# Given data
*** Begin section ***
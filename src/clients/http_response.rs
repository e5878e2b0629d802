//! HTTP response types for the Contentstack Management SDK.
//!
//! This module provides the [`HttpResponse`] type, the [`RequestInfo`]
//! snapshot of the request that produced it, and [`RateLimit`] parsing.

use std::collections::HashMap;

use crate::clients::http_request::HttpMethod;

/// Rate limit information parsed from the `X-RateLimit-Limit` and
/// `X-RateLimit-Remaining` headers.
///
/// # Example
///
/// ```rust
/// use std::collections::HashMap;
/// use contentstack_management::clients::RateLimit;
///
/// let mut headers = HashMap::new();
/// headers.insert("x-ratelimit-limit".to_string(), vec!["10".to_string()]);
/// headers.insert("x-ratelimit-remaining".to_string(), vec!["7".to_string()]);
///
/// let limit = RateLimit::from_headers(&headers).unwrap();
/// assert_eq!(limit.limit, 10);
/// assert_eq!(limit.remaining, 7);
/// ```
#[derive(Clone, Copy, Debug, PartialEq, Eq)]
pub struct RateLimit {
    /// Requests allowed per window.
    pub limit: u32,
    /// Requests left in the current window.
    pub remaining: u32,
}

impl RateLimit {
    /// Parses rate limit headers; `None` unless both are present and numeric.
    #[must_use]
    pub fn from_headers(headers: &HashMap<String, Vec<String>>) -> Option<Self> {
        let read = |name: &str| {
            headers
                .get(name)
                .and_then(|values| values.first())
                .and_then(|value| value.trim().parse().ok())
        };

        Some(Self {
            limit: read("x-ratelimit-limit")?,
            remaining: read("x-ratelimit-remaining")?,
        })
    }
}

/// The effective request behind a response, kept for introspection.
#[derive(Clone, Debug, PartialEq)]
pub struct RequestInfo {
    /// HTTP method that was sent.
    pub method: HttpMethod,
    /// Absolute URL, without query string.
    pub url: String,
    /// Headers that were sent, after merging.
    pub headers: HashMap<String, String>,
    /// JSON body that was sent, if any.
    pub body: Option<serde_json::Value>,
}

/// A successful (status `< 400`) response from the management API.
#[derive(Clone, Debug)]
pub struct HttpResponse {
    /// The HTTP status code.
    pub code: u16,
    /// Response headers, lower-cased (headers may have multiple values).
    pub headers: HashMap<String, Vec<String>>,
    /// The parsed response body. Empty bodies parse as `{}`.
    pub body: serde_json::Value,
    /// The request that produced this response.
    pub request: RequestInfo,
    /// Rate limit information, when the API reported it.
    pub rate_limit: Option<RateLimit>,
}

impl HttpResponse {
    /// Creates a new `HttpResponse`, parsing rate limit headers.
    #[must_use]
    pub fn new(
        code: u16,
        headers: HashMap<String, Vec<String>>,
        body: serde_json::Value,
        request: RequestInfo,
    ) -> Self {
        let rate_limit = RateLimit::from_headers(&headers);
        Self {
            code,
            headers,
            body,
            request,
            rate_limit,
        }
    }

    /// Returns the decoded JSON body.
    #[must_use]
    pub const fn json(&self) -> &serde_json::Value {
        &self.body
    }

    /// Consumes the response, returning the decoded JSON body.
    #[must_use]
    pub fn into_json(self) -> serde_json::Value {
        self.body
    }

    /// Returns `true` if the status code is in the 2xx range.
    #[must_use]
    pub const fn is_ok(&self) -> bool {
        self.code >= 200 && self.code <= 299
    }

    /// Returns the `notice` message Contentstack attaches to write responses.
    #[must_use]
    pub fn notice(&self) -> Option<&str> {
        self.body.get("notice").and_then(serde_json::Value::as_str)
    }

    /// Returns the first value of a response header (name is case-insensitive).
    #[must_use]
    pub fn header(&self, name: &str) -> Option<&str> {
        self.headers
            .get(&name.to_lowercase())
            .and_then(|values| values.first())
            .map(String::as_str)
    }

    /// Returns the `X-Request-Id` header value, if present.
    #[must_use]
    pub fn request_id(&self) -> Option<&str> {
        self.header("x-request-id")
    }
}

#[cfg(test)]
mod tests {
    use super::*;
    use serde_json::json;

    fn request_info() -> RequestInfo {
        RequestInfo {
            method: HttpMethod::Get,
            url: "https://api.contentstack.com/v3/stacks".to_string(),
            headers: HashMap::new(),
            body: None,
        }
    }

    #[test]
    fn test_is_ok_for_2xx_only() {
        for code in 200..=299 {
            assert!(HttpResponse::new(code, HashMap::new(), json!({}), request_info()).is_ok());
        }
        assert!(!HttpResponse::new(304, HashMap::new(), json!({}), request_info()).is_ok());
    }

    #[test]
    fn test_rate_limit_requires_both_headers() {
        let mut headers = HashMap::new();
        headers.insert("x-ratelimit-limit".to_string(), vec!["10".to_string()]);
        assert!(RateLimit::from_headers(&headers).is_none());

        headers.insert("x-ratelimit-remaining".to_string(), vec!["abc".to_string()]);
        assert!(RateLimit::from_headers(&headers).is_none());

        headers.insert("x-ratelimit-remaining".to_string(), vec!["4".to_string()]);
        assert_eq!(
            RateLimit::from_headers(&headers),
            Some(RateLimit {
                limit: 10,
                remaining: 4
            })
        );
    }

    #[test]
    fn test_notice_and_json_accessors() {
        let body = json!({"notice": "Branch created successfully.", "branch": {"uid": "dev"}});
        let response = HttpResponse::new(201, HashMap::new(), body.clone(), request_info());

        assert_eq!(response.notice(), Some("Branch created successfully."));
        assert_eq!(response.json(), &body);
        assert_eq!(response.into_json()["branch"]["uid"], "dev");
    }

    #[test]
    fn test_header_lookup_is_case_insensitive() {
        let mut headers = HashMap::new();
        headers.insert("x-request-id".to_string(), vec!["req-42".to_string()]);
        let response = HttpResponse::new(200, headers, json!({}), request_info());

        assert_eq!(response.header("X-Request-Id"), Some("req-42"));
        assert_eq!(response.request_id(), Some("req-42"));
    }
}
*** End section ***
# Problem to work on
The whole of the material above needs to be copied exactly.

# Answer box
filename src/clients/http_response.rs
repository e5878e2b0629d802
//! HTTP response types for the Contentstack Management SDK.
//!
//! This module provides the [`HttpResponse`] type, the [`RequestInfo`]
//! snapshot of the request that produced it, and [`RateLimit`] parsing.

use std::collections::HashMap;

use crate::clients::http_request::HttpMethod;

/// Rate limit information parsed from the `X-RateLimit-Limit` and
/// `X-RateLimit-Remaining` headers.
///
/// # Example
///
/// ```rust
/// use std::collections::HashMap;
/// use contentstack_management::clients::RateLimit;
///
/// let mut headers = HashMap::new();
/// headers.insert("x-ratelimit-limit".to_string(), vec!["10".to_string()]);
/// headers.insert("x-ratelimit-remaining".to_string(), vec!["7".to_string()]);
///
/// let limit = RateLimit::from_headers(&headers).unwrap();
/// assert_eq!(limit.limit, 10);
/// assert_eq!(limit.remaining, 7);
/// ```
#[derive(Clone, Copy, Debug, PartialEq, Eq)]
pub struct RateLimit {
    /// Requests allowed per window.
    pub limit: u32,
    /// Requests left in the current window.
    pub remaining: u32,
}

impl RateLimit {
    /// Parses rate limit headers; `None` unless both are present and numeric.
    #[must_use]
    pub fn from_headers(headers: &HashMap<String, Vec<String>>) -> Option<Self> {
        let read = |name: &str| {
            headers
                .get(name)
                .and_then(|values| values.first())
                .and_then(|value| value.trim().parse().ok())
        };

        Some(Self {
            limit: read("x-ratelimit-limit")?,
            remaining: read("x-ratelimit-remaining")?,
        })
    }
}

/// The effective request behind a response, kept for introspection.
#[derive(Clone, Debug, PartialEq)]
pub struct RequestInfo {
    /// HTTP method that was sent.
    pub method: HttpMethod,
    /// Absolute URL, without query string.
    pub url: String,
    /// Headers that were sent, after merging.
    pub headers: HashMap<String, String>,
    /// JSON body that was sent, if any.
    pub body: Option<serde_json::Value>,
}

/// A successful (status `< 400`) response from the management API.
#[derive(Clone, Debug)]
pub struct HttpResponse {
    /// The HTTP status code.
    pub code: u16,
    /// Response headers, lower-cased (headers may have multiple values).
    pub headers: HashMap<String, Vec<String>>,
    /// The parsed response body. Empty bodies parse as `{}`.
    pub body: serde_json::Value,
    /// The request that produced this response.
    pub request: RequestInfo,
    /// Rate limit information, when the API reported it.
    pub rate_limit: Option<RateLimit>,
}

impl HttpResponse {
    /// Creates a new `HttpResponse`, parsing rate limit headers.
    #[must_use]
    pub fn new(
        code: u16,
        headers: HashMap<String, Vec<String>>,
        body: serde_json::Value,
        request: RequestInfo,
    ) -> Self {
        let rate_limit = RateLimit::from_headers(&headers);
        Self {
            code,
            headers,
            body,
            request,
            rate_limit,
        }
    }

    /// Returns the decoded JSON body.
    #[must_use]
    pub const fn json(&self) -> &serde_json::Value {
        &self.body
    }

    /// Consumes the response, returning the decoded JSON body.
    #[must_use]
    pub fn into_json(self) -> serde_json::Value {
        self.body
    }

    /// Returns `true` if the status code is in the 2xx range.
    #[must_use]
    pub const fn is_ok(&self) -> bool {
        self.code >= 200 && self.code <= 299
    }

    /// Returns the `notice` message Contentstack attaches to write responses.
    #[must_use]
    pub fn notice(&self) -> Option<&str> {
        self.body.get("notice").and_then(serde_json::Value::as_str)
    }

    /// Returns the first value of a response header (name is case-insensitive).
    #[must_use]
    pub fn header(&self, name: &str) -> Option<&str> {
        self.headers
            .get(&name.to_lowercase())
            .and_then(|values| values.first())
            .map(String::as_str)
    }

    /// Returns the `X-Request-Id` header value, if present.
    #[must_use]
    pub fn request_id(&self) -> Option<&str> {
        self.header("x-request-id")
    }
}

#[cfg(test)]
mod tests {
    use super::*;
    use serde_json::json;

    fn request_info() -> RequestInfo {
        RequestInfo {
            method: HttpMethod::Get,
            url: "https://api.contentstack.com/v3/stacks".to_string(),
            headers: HashMap::new(),
            body: None,
        }
    }

    #[test]
    fn test_is_ok_for_2xx_only() {
        for code in 200..=299 {
            assert!(HttpResponse::new(code, HashMap::new(), json!({}), request_info()).is_ok());
        }
        assert!(!HttpResponse::new(304, HashMap::new(), json!({}), request_info()).is_ok());
    }

    #[test]
    fn test_rate_limit_requires_both_headers() {
        let mut headers = HashMap::new();
        headers.insert("x-ratelimit-limit".to_string(), vec!["10".to_string()]);
        assert!(RateLimit::from_headers(&headers).is_none());

        headers.insert("x-ratelimit-remaining".to_string(), vec!["abc".to_string()]);
        assert!(RateLimit::from_headers(&headers).is_none());

        headers.insert("x-ratelimit-remaining".to_string(), vec!["4".to_string()]);
        assert_eq!(
            RateLimit::from_headers(&headers),
            Some(RateLimit {
                limit: 10,
                remaining: 4
            })
        );
    }

    #[test]
    fn test_notice_and_json_accessors() {
        let body = json!({"notice": "Branch created successfully.", "branch": {"uid": "dev"}});
        let response = HttpResponse::new(201, HashMap::new(), body.clone(), request_info());

        assert_eq!(response.notice(), Some("Branch created successfully."));
        assert_eq!(response.json(), &body);
        assert_eq!(response.into_json()["branch"]["uid"], "dev");
    }

    #[test]
    fn test_header_lookup_is_case_insensitive() {
        let mut headers = HashMap::new();
        headers.insert("x-request-id".to_string(), vec!["req-42".to_string()]);
        let response = HttpResponse::new(200, headers, json!({}), request_info());

        assert_eq!(response.header("X-Request-Id"), Some("req-42"));
        assert_eq!(response.request_id(), Some("req-42"));
    }
}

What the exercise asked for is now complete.